Pour Claudine Ducharme, la responsabilité incombe « un peu à tout le monde, soit au supérieur immédiat et à l’équipe de direction, ainsi qu’au représentant syndical, si applicable. Si l’employé est responsable de sa santé, l’employeur est, lui, responsable de la création et du maintien d’un environnement de travail sain et stimulant. »

« Ça semble simple, mais ça ne l’est pas, relativise Christine Potvin. Si le comité exécutif doit en faire une priorité et se donner des outils, les gestionnaires RH doivent, eux, instaurer un programme de gestion. » Elle soutient également que les gestionnaires d’équipe ont aussi un rôle à jouer, mais que trop souvent mal outillés, ils ne peuvent poser adéquatement certaines actions pourtant déterminantes dans le retour au travail des absents, notamment l’offre d’un accueil personnalisé et le déploiement d’accommodements spéciaux.

Faut-il redouter le suivi de gestion ?
Dans quel contexte le suivi avec les employés devient-il nécessaire ? « Chaque absence mérite un suivi, que ce soit avec l’employé ou l’équipe de travail, laquelle a un rôle à jouer lors du retour en fonction de celui-ci, affirme Claudine Ducharme. Le médecin traitant est aussi important dans le processus, car lui seul est à même de déterminer quelles tâches peuvent être effectuées selon la condition médicale. »

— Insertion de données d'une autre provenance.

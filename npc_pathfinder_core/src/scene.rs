// Static axis-aligned box scene.
//
// A minimal `CollisionOracle` for headless use: the world is a list of
// solid axis-aligned boxes, and an overlap query is a box/box separating
// axis test. Orientation is ignored (every probe the pathfinder issues is
// axis-aligned). Boxes that merely touch do not overlap, so a probe resting
// exactly on a floor's top face reads as clear.
//
// Used by the demo binary, the integration scenarios and the bench. Hosts
// with a real physics engine implement `CollisionOracle` themselves.
//
// See also: `probe.rs` for the trait, `builder.rs` for the rise scan that
// issues the queries.

use crate::error::OracleError;
use crate::probe::CollisionOracle;
use crate::types::WorldPos;
use serde::{Deserialize, Serialize};

/// A solid axis-aligned box given by its min and max corners.
#[derive(Clone, Copy, Debug, PartialEq, Serialize, Deserialize)]
pub struct SolidBox {
    pub min: [f32; 3],
    pub max: [f32; 3],
}

impl SolidBox {
    /// Build from two opposite corners in any order.
    pub fn new(a: [f32; 3], b: [f32; 3]) -> Self {
        Self {
            min: [a[0].min(b[0]), a[1].min(b[1]), a[2].min(b[2])],
            max: [a[0].max(b[0]), a[1].max(b[1]), a[2].max(b[2])],
        }
    }

    /// Build from a center and half extents.
    pub fn centered(center: WorldPos, half_extents: [f32; 3]) -> Self {
        Self {
            min: [
                center[0] - half_extents[0],
                center[1] - half_extents[1],
                center[2] - half_extents[2],
            ],
            max: [
                center[0] + half_extents[0],
                center[1] + half_extents[1],
                center[2] + half_extents[2],
            ],
        }
    }

    /// Strict overlap: shared faces do not count.
    pub fn overlaps(&self, other: &SolidBox) -> bool {
        (0..3).all(|axis| self.min[axis] < other.max[axis] && other.min[axis] < self.max[axis])
    }
}

/// A collection of solid boxes answering overlap queries.
#[derive(Clone, Debug, Default, Serialize, Deserialize)]
pub struct StaticScene {
    pub solids: Vec<SolidBox>,
}

impl StaticScene {
    pub fn new() -> Self {
        Self::default()
    }

    /// Add a floor slab whose top face is at `top`, spanning
    /// `[-extent, extent]` in X and Z and one unit thick.
    pub fn with_floor(mut self, top: f32, extent: f32) -> Self {
        self.solids.push(SolidBox::new(
            [-extent, top - 1.0, -extent],
            [extent, top, extent],
        ));
        self
    }

    /// Add a solid box spanning the two corners.
    pub fn with_box(mut self, a: [f32; 3], b: [f32; 3]) -> Self {
        self.solids.push(SolidBox::new(a, b));
        self
    }

    /// Highest top face among solids overlapping the vertical line at
    /// `(x, z)`, or `None` if nothing is there.
    pub fn top_at(&self, x: f32, z: f32) -> Option<f32> {
        self.solids
            .iter()
            .filter(|s| s.min[0] < x && x < s.max[0] && s.min[2] < z && z < s.max[2])
            .map(|s| s.max[1])
            .max_by(|a, b| a.total_cmp(b))
    }
}

impl CollisionOracle for StaticScene {
    fn overlap_box(
        &self,
        half_extents: [f32; 3],
        position: WorldPos,
        _orientation: [f32; 4],
    ) -> Result<bool, OracleError> {
        let probe = SolidBox::centered(position, half_extents);
        Ok(self.solids.iter().any(|s| s.overlaps(&probe)))
    }
}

David Willows note que plusieurs évitent le suivi car il est rarement plaisant. Il souligne toutefois qu’à un moment donné, une conversation s’impose. « Rien de menaçant, rien de disciplinaire, mais un contexte permettant d’envoyer un message et de proposer des solutions. Habituellement, un seul contact de ce genre est nécessaire pour rectifier la situation. » Dans certains cas, notamment les milieux syndiqués, le nombre d’absences accordé par l’employeur peut être interprété comme un bénéfice acquis. « L’employé les considère comme des congés perdus s’il ne les utilise pas, et le syndicat le soutiendra dans cette perception », confie M. Willows.

Tout est dans l’approche
Alors, comment approcher les suivis ? Comment éviter les faux pas ? « Dès la première journée de l’absence, l’employé devrait communiquer avec son gestionnaire, recommande Johanne Potvin. Ce dernier devrait lui parler de vive voix, régulièrement, question de maintenir le contact et de faciliter le retour. Certaines entreprises font même appel à des gestionnaires d’absence externes, dont le mandat est de valider l’ensemble des processus. »

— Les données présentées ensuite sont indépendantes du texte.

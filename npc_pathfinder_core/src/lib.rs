// npc_pathfinder_core: voxel pathfinding library for NPCs.
//
// This crate discovers walkable surfaces in a 3D scene by probing a grid of
// vertical columns with a collision box, links neighboring columns whose
// heights are close enough to step between, and runs an incremental
// best-first search over that graph. It never talks to a physics engine
// directly (`CollisionOracle` is the only boundary), never renders, and has
// no notion of frame timing beyond the host calling `tick()`.
//
// Module overview:
// - `controller.rs`: PathFinderController, the host façade (frame loop, path requests, debug view).
// - `builder.rs`:    VoxelMapBuilder, the incremental rise scan that finds surface heights.
// - `grid.rs`:       VoxelGrid, dense two-layer column storage and neighbor linking.
// - `search.rs`:     PathSearch, resumable frontier search with a deterministic min-heap.
// - `probe.rs`:      CollisionOracle trait + VoxelProbe, the fixed-shape box query.
// - `scene.rs`:      StaticScene, an axis-aligned box oracle for tests, benches and the demo.
// - `config.rs`:     PathFinderConfig, all tunable parameters, JSON loadable.
// - `error.rs`:      PathFinderError / OracleError.
// - `types.rs`:      Layer, ColumnCoord, ColumnId, Direction, per-column state enums.
//
// **Determinism.** Given the same oracle answers, the map and every search
// are reproducible: dense `Vec` storage, a fixed neighbor order, and a
// frontier tie-broken by insertion sequence. No `HashMap`, no randomness.

pub mod builder;
pub mod config;
pub mod controller;
pub mod error;
pub mod grid;
pub mod probe;
pub mod scene;
pub mod search;
pub mod types;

Comme le fait valoir Christine Potvin, le contact téléphonique est très important, mais aussi très délicat. « Plusieurs questions ne doivent pas être posées sous peine de contrevenir à la confidentialité réglementaire, note celle-ci. Mais il est possible de s’informer, entre autres, des obstacles au travail, du type d’absence et des aménagements possibles pour accélérer le retour. Des formations aux gestionnaires existent et détaillent précisément la marche à suivre. »

Selon Julie Cousineau, dans la grande majorité des cas, les employés en invalidité perçoivent cette communication comme positive. Mais attention, comme le précise Johanne Potvin, si l’appel relationnel relève de l’employeur, la communication de gestion, elle, doit être effectuée par le gestionnaire du dossier, notamment les ressources humaines. On conserve ainsi une saine distance entre le personnel et l’administratif, ce qui réduit le risque de perception de harcèlement par l’employé en invalidité. Une situation à éviter, qui ne peut qu’aggraver un contexte déjà complexe.

Cet article est tiré de l’édition de décembre 2015 du magazine Avantages.